(Task brief): Give back all of the data verbatim.

(Available data):
▬▬▬▬▬▬

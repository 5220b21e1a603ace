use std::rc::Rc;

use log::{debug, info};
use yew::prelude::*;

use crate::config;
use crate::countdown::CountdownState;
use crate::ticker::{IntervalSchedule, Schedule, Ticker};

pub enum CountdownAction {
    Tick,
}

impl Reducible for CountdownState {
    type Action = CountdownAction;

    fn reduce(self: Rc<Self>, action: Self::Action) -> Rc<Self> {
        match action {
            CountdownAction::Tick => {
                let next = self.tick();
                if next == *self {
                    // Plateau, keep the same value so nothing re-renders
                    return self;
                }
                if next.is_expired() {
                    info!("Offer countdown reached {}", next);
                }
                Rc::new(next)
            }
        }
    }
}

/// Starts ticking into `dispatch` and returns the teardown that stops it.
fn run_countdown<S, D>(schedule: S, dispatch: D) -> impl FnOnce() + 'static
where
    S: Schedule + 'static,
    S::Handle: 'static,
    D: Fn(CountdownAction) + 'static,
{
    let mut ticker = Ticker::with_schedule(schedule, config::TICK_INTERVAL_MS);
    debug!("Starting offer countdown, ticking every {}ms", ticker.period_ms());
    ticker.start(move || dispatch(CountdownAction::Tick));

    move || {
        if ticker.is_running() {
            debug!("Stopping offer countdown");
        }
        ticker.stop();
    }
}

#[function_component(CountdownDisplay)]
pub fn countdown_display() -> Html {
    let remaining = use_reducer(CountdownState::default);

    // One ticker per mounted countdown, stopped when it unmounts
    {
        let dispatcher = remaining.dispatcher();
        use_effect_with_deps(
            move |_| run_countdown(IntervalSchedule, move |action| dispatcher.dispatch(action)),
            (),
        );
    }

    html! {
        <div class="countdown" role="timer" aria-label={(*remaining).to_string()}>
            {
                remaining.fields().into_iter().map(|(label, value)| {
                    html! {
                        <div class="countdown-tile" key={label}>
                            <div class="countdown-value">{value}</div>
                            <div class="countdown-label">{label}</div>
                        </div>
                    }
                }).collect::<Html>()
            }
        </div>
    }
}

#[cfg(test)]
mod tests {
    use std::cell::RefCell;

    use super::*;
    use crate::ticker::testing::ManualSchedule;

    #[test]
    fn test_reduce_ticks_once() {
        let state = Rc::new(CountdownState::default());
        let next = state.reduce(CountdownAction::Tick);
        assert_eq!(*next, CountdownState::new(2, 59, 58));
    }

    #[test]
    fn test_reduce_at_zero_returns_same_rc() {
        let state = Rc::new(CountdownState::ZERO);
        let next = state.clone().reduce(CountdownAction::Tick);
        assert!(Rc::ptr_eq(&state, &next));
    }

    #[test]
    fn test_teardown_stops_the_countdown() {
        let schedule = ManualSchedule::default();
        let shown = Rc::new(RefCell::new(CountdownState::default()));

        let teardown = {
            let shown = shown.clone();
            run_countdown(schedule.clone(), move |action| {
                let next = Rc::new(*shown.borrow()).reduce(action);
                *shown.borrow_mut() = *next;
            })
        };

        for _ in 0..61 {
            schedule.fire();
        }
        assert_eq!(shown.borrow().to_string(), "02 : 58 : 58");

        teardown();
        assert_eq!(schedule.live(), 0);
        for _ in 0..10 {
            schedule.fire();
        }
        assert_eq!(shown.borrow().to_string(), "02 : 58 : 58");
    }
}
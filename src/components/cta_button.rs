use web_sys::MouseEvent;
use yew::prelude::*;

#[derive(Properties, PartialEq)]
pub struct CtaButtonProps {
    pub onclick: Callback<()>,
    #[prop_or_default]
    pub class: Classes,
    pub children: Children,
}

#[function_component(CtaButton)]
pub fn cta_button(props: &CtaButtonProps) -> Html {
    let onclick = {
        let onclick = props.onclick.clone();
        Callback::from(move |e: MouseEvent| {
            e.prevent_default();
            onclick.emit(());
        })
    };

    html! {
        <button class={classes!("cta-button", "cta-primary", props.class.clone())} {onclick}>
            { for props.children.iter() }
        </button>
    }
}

▬▬▬▬▬▬

(Expected answer):
repository 5220b21e1a603ace
use std::rc::Rc;

use log::{debug, info};
use yew::prelude::*;

use crate::config;
use crate::countdown::CountdownState;
use crate::ticker::{IntervalSchedule, Schedule, Ticker};

pub enum CountdownAction {
    Tick,
}

impl Reducible for CountdownState {
    type Action = CountdownAction;

    fn reduce(self: Rc<Self>, action: Self::Action) -> Rc<Self> {
        match action {
            CountdownAction::Tick => {
                let next = self.tick();
                if next == *self {
                    // Plateau, keep the same value so nothing re-renders
                    return self;
                }
                if next.is_expired() {
                    info!("Offer countdown reached {}", next);
                }
                Rc::new(next)
            }
        }
    }
}

/// Starts ticking into `dispatch` and returns the teardown that stops it.
fn run_countdown<S, D>(schedule: S, dispatch: D) -> impl FnOnce() + 'static
where
    S: Schedule + 'static,
    S::Handle: 'static,
    D: Fn(CountdownAction) + 'static,
{
    let mut ticker = Ticker::with_schedule(schedule, config::TICK_INTERVAL_MS);
    debug!("Starting offer countdown, ticking every {}ms", ticker.period_ms());
    ticker.start(move || dispatch(CountdownAction::Tick));

    move || {
        if ticker.is_running() {
            debug!("Stopping offer countdown");
        }
        ticker.stop();
    }
}

#[function_component(CountdownDisplay)]
pub fn countdown_display() -> Html {
    let remaining = use_reducer(CountdownState::default);

    // One ticker per mounted countdown, stopped when it unmounts
    {
        let dispatcher = remaining.dispatcher();
        use_effect_with_deps(
            move |_| run_countdown(IntervalSchedule, move |action| dispatcher.dispatch(action)),
            (),
        );
    }

    html! {
        <div class="countdown" role="timer" aria-label={(*remaining).to_string()}>
            {
                remaining.fields().into_iter().map(|(label, value)| {
                    html! {
                        <div class="countdown-tile" key={label}>
                            <div class="countdown-value">{value}</div>
                            <div class="countdown-label">{label}</div>
                        </div>
                    }
                }).collect::<Html>()
            }
        </div>
    }
}

#[cfg(test)]
mod tests {
    use std::cell::RefCell;

    use super::*;
    use crate::ticker::testing::ManualSchedule;

    #[test]
    fn test_reduce_ticks_once() {
        let state = Rc::new(CountdownState::default());
        let next = state.reduce(CountdownAction::Tick);
        assert_eq!(*next, CountdownState::new(2, 59, 58));
    }

    #[test]
    fn test_reduce_at_zero_returns_same_rc() {
        let state = Rc::new(CountdownState::ZERO);
        let next = state.clone().reduce(CountdownAction::Tick);
        assert!(Rc::ptr_eq(&state, &next));
    }

    #[test]
    fn test_teardown_stops_the_countdown() {
        let schedule = ManualSchedule::default();
        let shown = Rc::new(RefCell::new(CountdownState::default()));

        let teardown = {
            let shown = shown.clone();
            run_countdown(schedule.clone(), move |action| {
                let next = Rc::new(*shown.borrow()).reduce(action);
                *shown.borrow_mut() = *next;
            })
        };

        for _ in 0..61 {
            schedule.fire();
        }
        assert_eq!(shown.borrow().to_string(), "02 : 58 : 58");

        teardown();
        assert_eq!(schedule.live(), 0);
        for _ in 0..10 {
            schedule.fire();
        }
        assert_eq!(shown.borrow().to_string(), "02 : 58 : 58");
    }
}
filename src/components/cta_button.rs
use web_sys::MouseEvent;
use yew::prelude::*;

#[derive(Properties, PartialEq)]
pub struct CtaButtonProps {
    pub onclick: Callback<()>,
    #[prop_or_default]
    pub class: Classes,
    pub children: Children,
}

#[function_component(CtaButton)]
pub fn cta_button(props: &CtaButtonProps) -> Html {
    let onclick = {
        let onclick = props.onclick.clone();
        Callback::from(move |e: MouseEvent| {
            e.prevent_default();
            onclick.emit(());
        })
    };

    html! {
        <button class={classes!("cta-button", "cta-primary", props.class.clone())} {onclick}>
            { for props.children.iter() }
        </button>
    }
}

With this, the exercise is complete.